Sekulow: I do want to be clear — that the president was not involved in the drafting of the statement and did not issue the statement. It came from Donald Trump Jr. So that’s what I can tell you because that’s what we know.
The statement was a lie. The contention that Trump wasn’t involved in creating the statement was a lie. What does that say about Trump’s description of his own meeting with Putin?
The evidence leaves no doubt: Donald Trump directed a cover-up intended to disguise the nature of contacts between his campaign staff and the Russian government. That’s now the baseline.
Not only that, but Trump’s legal representative engaged in denial that Trump had been involved in the cover-up. Quite literally a cover-up of the cover-up. Watergate is now somewhere very far in the rear-view mirror.
The level of interference and obstruction this generated is difficult to fathom—but it should be very easy to charge. After all, these weren’t statements made by accident or out of ignorance. They were blatant, deliberate attempts to confuse the public and evade blame for actions that, on close examination, are revealed as the very definition of collusion. They were told they were being offered information from the Russian government. They expressed a desire for that information. They acted on that information. They protected their sources. That’s collusion.
Trump’s team continues to push the idea that Trump himself was not involved in the Trump Tower meeting or any system of collusion that developed out of that meeting. But why should anyone believe a word coming from this White House?
- They lied about the purpose of the meeting.
- They lied about how the meeting was arranged.
- They lied about who was present at the meeting.
- They lied about what was said at the meeting.
- They lied about documents that were exchanged at the meeting.
Those lies were built with the direct, personal input of Donald Trump. It wasn’t just that he was aware of the cover-up and knew that it was wrong. He created the cover-up. He dictated the statement. In doing so, he knowingly and blatantly disseminated a lie.
The strategy, the advisers agreed, should be for Donald Trump Jr. to release a statement to get ahead of the story. They wanted to be truthful, so their account couldn’t be repudiated later if the full details emerged.
But within hours, at the president’s direction, the plan changed.
And, one day before the story of the Trump Tower meeting broke in the news, Donald Trump had a meeting with Russian president Vladimir Putin.
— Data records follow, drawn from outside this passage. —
//! Constructors and conversions for `SpecleftError`.

use std::fmt::Display;

use figment::Error as FigmentError;

use super::SpecleftError;
use crate::ids::IdentifierKind;

impl SpecleftError {
    /// Construct an [`SpecleftError::InvalidIdentifier`].
    ///
    /// # Examples
    ///
    /// ```
    /// use specleft::{IdentifierKind, SpecleftError};
    /// let err = SpecleftError::invalid_identifier(IdentifierKind::Feature, "calc", "lower case");
    /// assert_eq!(err.to_string(), "invalid feature_id 'calc': lower case");
    /// ```
    #[must_use]
    pub fn invalid_identifier(
        kind: IdentifierKind,
        value: impl Into<String>,
        reason: impl Into<String>,
    ) -> Self {
        Self::InvalidIdentifier {
            kind,
            value: value.into(),
            reason: reason.into(),
        }
    }

    /// Construct a [`SpecleftError::CorruptRecord`] for `path`.
    #[must_use]
    pub fn corrupt(path: impl Display, reason: impl Display) -> Self {
        Self::CorruptRecord {
            path: path.to_string(),
            reason: reason.to_string(),
        }
    }

    /// Construct a [`SpecleftError::StoreWrite`] for `path`.
    #[must_use]
    pub fn store_write(path: impl Display, source: std::io::Error) -> Self {
        Self::StoreWrite {
            path: path.to_string(),
            source,
        }
    }

    /// Construct a [`SpecleftError::StoreRead`] for `path`.
    #[must_use]
    pub fn store_read(path: impl Display, source: std::io::Error) -> Self {
        Self::StoreRead {
            path: path.to_string(),
            source,
        }
    }

    /// Construct a [`SpecleftError::NotFound`] for `run_id`.
    #[must_use]
    pub fn not_found(run_id: impl Display) -> Self {
        Self::NotFound {
            run_id: run_id.to_string(),
        }
    }

    /// True for errors caused by a misused step context rather than I/O.
    #[must_use]
    pub const fn is_context_misuse(&self) -> bool {
        matches!(self, Self::AlreadyBound { .. } | Self::NotBound)
    }
}

impl From<FigmentError> for SpecleftError {
    fn from(e: FigmentError) -> Self {
        Self::Config(Box::new(e))
    }
}
//! Specification metadata and the resolver seam used to look it up.
//!
//! Parsing spec documents happens elsewhere. This module only describes what
//! a resolved scenario carries and provides [`SpecIndex`], an in-memory
//! resolver hosts can populate programmatically.

use std::collections::HashMap;
use std::fmt;

use serde::{Deserialize, Serialize};

use crate::ids::ScenarioRef;
use crate::model::UNKNOWN_STORY;

/// Scenario priority from the spec document.
#[derive(Debug, Clone, Copy, PartialEq, Eq, Hash, Serialize, Deserialize)]
#[serde(rename_all = "lowercase")]
pub enum Priority {
    /// Must never regress.
    Critical,
    /// Important behaviour.
    High,
    /// Default priority.
    Medium,
    /// Nice to have.
    Low,
}

/// Rough execution-time hint for a scenario.
#[derive(Debug, Clone, Copy, PartialEq, Eq, Hash, Serialize, Deserialize)]
#[serde(rename_all = "lowercase")]
pub enum ExecutionTime {
    /// Runs in milliseconds.
    Fast,
    /// Runs in seconds.
    Medium,
    /// Runs long enough to be worth filtering out.
    Slow,
}

/// Metadata copied from a resolved scenario onto its test results.
#[derive(Debug, Clone, Default, PartialEq, Eq, Serialize, Deserialize)]
#[serde(default)]
pub struct SpecMetadata {
    /// Story the scenario belongs to.
    #[serde(skip_serializing_if = "Option::is_none")]
    pub story_id: Option<String>,
    /// Human-readable scenario title.
    #[serde(skip_serializing_if = "Option::is_none")]
    pub scenario_name: Option<String>,
    /// Free-form tags.
    #[serde(skip_serializing_if = "Vec::is_empty")]
    pub tags: Vec<String>,
    /// Scenario priority.
    #[serde(skip_serializing_if = "Option::is_none")]
    pub priority: Option<Priority>,
    /// Execution-time hint.
    #[serde(skip_serializing_if = "Option::is_none")]
    pub execution_time: Option<ExecutionTime>,
}

impl SpecMetadata {
    /// The story id, or `"unknown"` when none was given.
    #[must_use]
    pub fn story_or_unknown(&self) -> &str {
        self.story_id.as_deref().unwrap_or(UNKNOWN_STORY)
    }

    /// Tags as sanitised marker names, in tag order.
    #[must_use]
    pub fn markers(&self) -> Vec<String> {
        self.tags.iter().map(|tag| sanitize_marker_name(tag)).collect()
    }
}

/// Turn a tag into a marker name: `-` and spaces become `_`.
///
/// ```
/// assert_eq!(specleft::sanitize_marker_name("auth-flow test"), "auth_flow_test");
/// ```
#[must_use]
pub fn sanitize_marker_name(tag: &str) -> String {
    tag.trim().replace(['-', ' '], "_")
}

/// Looks up spec metadata for a scenario.
pub trait SpecResolver: Send + Sync {
    /// Metadata for `scenario`, or `None` when the scenario is unknown.
    fn resolve_scenario(&self, scenario: &ScenarioRef) -> Option<SpecMetadata>;
}

/// In-memory [`SpecResolver`] keyed by scenario.
#[derive(Debug, Clone, Default)]
pub struct SpecIndex {
    scenarios: HashMap<ScenarioRef, SpecMetadata>,
}

impl SpecIndex {
    /// Empty index.
    #[must_use]
    pub fn new() -> Self {
        Self::default()
    }

    /// Add or replace the metadata of `scenario`.
    pub fn insert(&mut self, scenario: ScenarioRef, metadata: SpecMetadata) -> &mut Self {
        self.scenarios.insert(scenario, metadata);
        self
    }

    /// Number of known scenarios.
    #[must_use]
    pub fn len(&self) -> usize {
        self.scenarios.len()
    }

    /// `true` when no scenario is known.
    #[must_use]
    pub fn is_empty(&self) -> bool {
        self.scenarios.is_empty()
    }
}

impl FromIterator<(ScenarioRef, SpecMetadata)> for SpecIndex {
    fn from_iter<I: IntoIterator<Item = (ScenarioRef, SpecMetadata)>>(iter: I) -> Self {
        Self {
            scenarios: iter.into_iter().collect(),
        }
    }
}

impl SpecResolver for SpecIndex {
    fn resolve_scenario(&self, scenario: &ScenarioRef) -> Option<SpecMetadata> {
        self.scenarios.get(scenario).cloned()
    }
}

/// Tag-based selection of bound tests.
///
/// Tags are compared by their marker names, so `auth-flow` matches an
/// `auth_flow` filter.
#[derive(Debug, Clone, Default, PartialEq, Eq)]
pub struct TagFilter {
    include: Vec<String>,
    exclude: Vec<String>,
}

impl TagFilter {
    /// Build a filter; an empty `include` list admits every tag set.
    #[must_use]
    pub fn new(include: &[String], exclude: &[String]) -> Self {
        let normalise = |tags: &[String]| -> Vec<String> {
            tags.iter().map(|t| sanitize_marker_name(t)).collect()
        };
        Self {
            include: normalise(include),
            exclude: normalise(exclude),
        }
    }

    /// `true` when the filter admits everything.
    #[must_use]
    pub fn is_empty(&self) -> bool {
        self.include.is_empty() && self.exclude.is_empty()
    }

    /// Decide whether a test with `metadata` should run.
    ///
    /// # Errors
    ///
    /// Returns the skip reason when the test is filtered out.
    pub fn admits(&self, metadata: &SpecMetadata) -> Result<(), FilterRejection> {
        let markers = metadata.markers();
        if let Some(tag) = self.exclude.iter().find(|tag| markers.contains(tag)) {
            return Err(FilterRejection::Excluded(tag.clone()));
        }
        if self.include.is_empty() || self.include.iter().any(|tag| markers.contains(tag)) {
            Ok(())
        } else {
            Err(FilterRejection::NotIncluded(self.include.join(", ")))
        }
    }
}

/// Why a [`TagFilter`] rejected a test.
#[derive(Debug, Clone, PartialEq, Eq)]
pub enum FilterRejection {
    /// The test carries an excluded tag.
    Excluded(String),
    /// The test carries none of the included tags.
    NotIncluded(String),
}

impl fmt::Display for FilterRejection {
    fn fmt(&self, f: &mut fmt::Formatter<'_>) -> fmt::Result {
        match self {
            Self::Excluded(tag) => write!(f, "excluded by tag '{tag}'"),
            Self::NotIncluded(tags) => write!(f, "no tag matches include filter [{tags}]"),
        }
    }
}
When asked about the contents of that meeting, Trump claimed that it had the exact same purpose as the cover-up he personally put together for the collusion of his campaign staff.
That Donald Trump and his campaign staff colluded with the Russian government to obtain and distribute information that could be used to his benefit in the 2016 election is obvious.
That Donald Trump engaged in an effort to obstruct information into that collusion, through the spreading of false information, and either firing or threatening to fire those engaged in the investigation, is definitive.
What Donald Trump actually offered Vladimir Putin in the conversation that went unheard by any other American … that’s unknown.